1) Should a Loving Couple Part Over Parenthood?
Q. I am involved with someone that I really love very much. I am 42 and he is 40. We
both have fun together and we're always laughing. We can talk about anything. I have been
married 3 times and have two grown children and 2 grandchildren. I am ready to start
enjoying life. He has never been married nor does he have children. When I met him in
October of 1998, he told me he wants a child. I told him I was not able to have children
due to a hysterectomy. If he wanted children, then he needed to move on. He did not move
on and now I have lost my heart to him. Now he's saying he really wants a son, is confused
and doesn't know what to do because he loves me. I have asked him to leave me alone, and
we will not talk to each other for about a week and then we both give in because we miss
each other. He tells me he doesn't want to hurt me. I am having a really hard time of
letting go of him, because I keep praying he will change his mind and give up the idea of
having a child.
A. Certainly sounds like you two have a special connection and, obviously, a very
different life history.
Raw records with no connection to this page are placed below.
//! Core data structures shared by every stage of report generation

use std::fmt;

/// The object position of a triple.
///
/// Subjects and predicates are kept as plain IRI strings, objects keep enough
/// of their RDF term kind that set lookups can tell an IRI reference from a
/// literal that happens to spell the same text.
#[derive(Debug, Clone, PartialEq, Eq, Hash)]
pub enum Object {
    Iri(String),
    BlankNode(String),
    Literal { value: String, datatype: Option<String>, language: Option<String> },
}

impl Object {
    pub fn iri(iri: &str) -> Self {
        Object::Iri(iri.to_string())
    }

    /// Plain string literal with no datatype or language tag
    pub fn literal(value: &str) -> Self {
        Object::Literal { value: value.to_string(), datatype: None, language: None }
    }

    /// Returns the IRI if this object is a reference to a named resource
    pub fn as_iri(&self) -> Option<&str> {
        match self {
            Object::Iri(iri) => Some(iri.as_str()),
            _ => None,
        }
    }

    /// The display form used in report cells: the IRI, the blank node id or
    /// the literal's lexical value.
    pub fn as_str(&self) -> &str {
        match self {
            Object::Iri(iri) => iri,
            Object::BlankNode(id) => id,
            Object::Literal { value, .. } => value,
        }
    }

    pub fn is_literal(&self) -> bool {
        matches!(self, Object::Literal { .. })
    }
}

impl fmt::Display for Object {
    fn fmt(&self, f: &mut fmt::Formatter<'_>) -> fmt::Result {
        f.write_str(self.as_str())
    }
}

/// A single subject-predicate-object statement as handed over by a graph loader.
#[derive(Debug, Clone, PartialEq, Eq)]
pub struct Triple {
    pub subject: String,
    pub predicate: String,
    pub object: Object,
}

impl Triple {
    pub fn new(subject: &str, predicate: &str, object: Object) -> Self {
        Self { subject: subject.to_string(), predicate: predicate.to_string(), object }
    }
}

pub mod vocab;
First, I'd want to make sure he's not covering a fear of
commitment and marriage with his desires for fatherhood. Assuming he's not, then I would
strongly encourage his getting into therapy to help him sort out his ultimate priority:
continuing to evolve and deepen that special bond with you or to let go, attempt to find
another with whom he can generate both love and his own family.
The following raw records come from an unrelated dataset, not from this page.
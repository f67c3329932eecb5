//! In-memory statement index built from fetched triples
//!
//! A [`StatementStore`] groups the objects of a graph by subject, then by
//! predicate. Object lists keep the order the triples were encountered in and
//! keep duplicates. Stores from several endpoints are combined with
//! [`StatementStore::merge`], where the overlay replaces whole subject records.

pub mod statement_store;

pub use statement_store::{Predicates, StatementStore};
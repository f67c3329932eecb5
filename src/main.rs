//! csv-reports - Generates CSV reports of EDRN's Cancer Data Expo
//!
//! Usage:
//!   csv-reports
//!   csv-reports --output-dir reports --insecure
//!   csv-reports --sensitivity-data --quiet

use std::path::PathBuf;

use clap::Parser;
use expo_reports::config::ReportConfig;
use expo_reports::loader::HttpGraphLoader;
use expo_reports::logging;
use expo_reports::reports::run_csv_reports;
use tracing::info;

#[derive(Parser, Debug)]
#[command(name = "csv-reports")]
#[command(about = "Generates CSV reports of EDRN's Cancer Data Expo")]
struct Args {
    /// Directory receiving the CSV files
    #[arg(short, long, default_value = ".")]
    output_dir: PathBuf,

    /// Accept invalid TLS certificates from the source endpoints
    #[arg(long)]
    insecure: bool,

    /// Also write sensitivity-data.csv
    #[arg(long)]
    sensitivity_data: bool,

    /// Only log warnings and errors
    #[arg(short, long)]
    quiet: bool,
}

fn main() -> Result<(), Box<dyn std::error::Error>> {
    let args = Args::parse();
    logging::init(args.quiet);

    let config = ReportConfig {
        output_dir: args.output_dir,
        accept_invalid_certs: args.insecure,
        write_sensitivity_data: args.sensitivity_data,
        ..Default::default()
    };

    let loader = HttpGraphLoader::new(&config)?;
    let summaries = run_csv_reports(&loader, &config)?;

    for summary in &summaries {
        info!("{:<36} {:>6} rows", summary.file_name, summary.rows);
    }
    info!("Wrote {} reports to {}", summaries.len(), config.output_dir.display());

    Ok(())
}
>From your comment about being "ready to start enjoying life," it appears
adoption is not a possibility. On the other hand, if you become ongoing partners, perhaps
he might develop a real bond with your grandchildren -- from single to grandpop in one
fateful (not fatal) leap.
Of course, you may need to enter counseling or a 12-step codependency group, like
Codependents Anonymous (sounds like you both would benefit) to engage your own
dysfunctional patterns and to keep away from your beau long enough to give him a clear
message: face and resolve your conflicting priorities. You need to give him room to search
his soul. this is the only way to discover if you are to be lasting soulmates.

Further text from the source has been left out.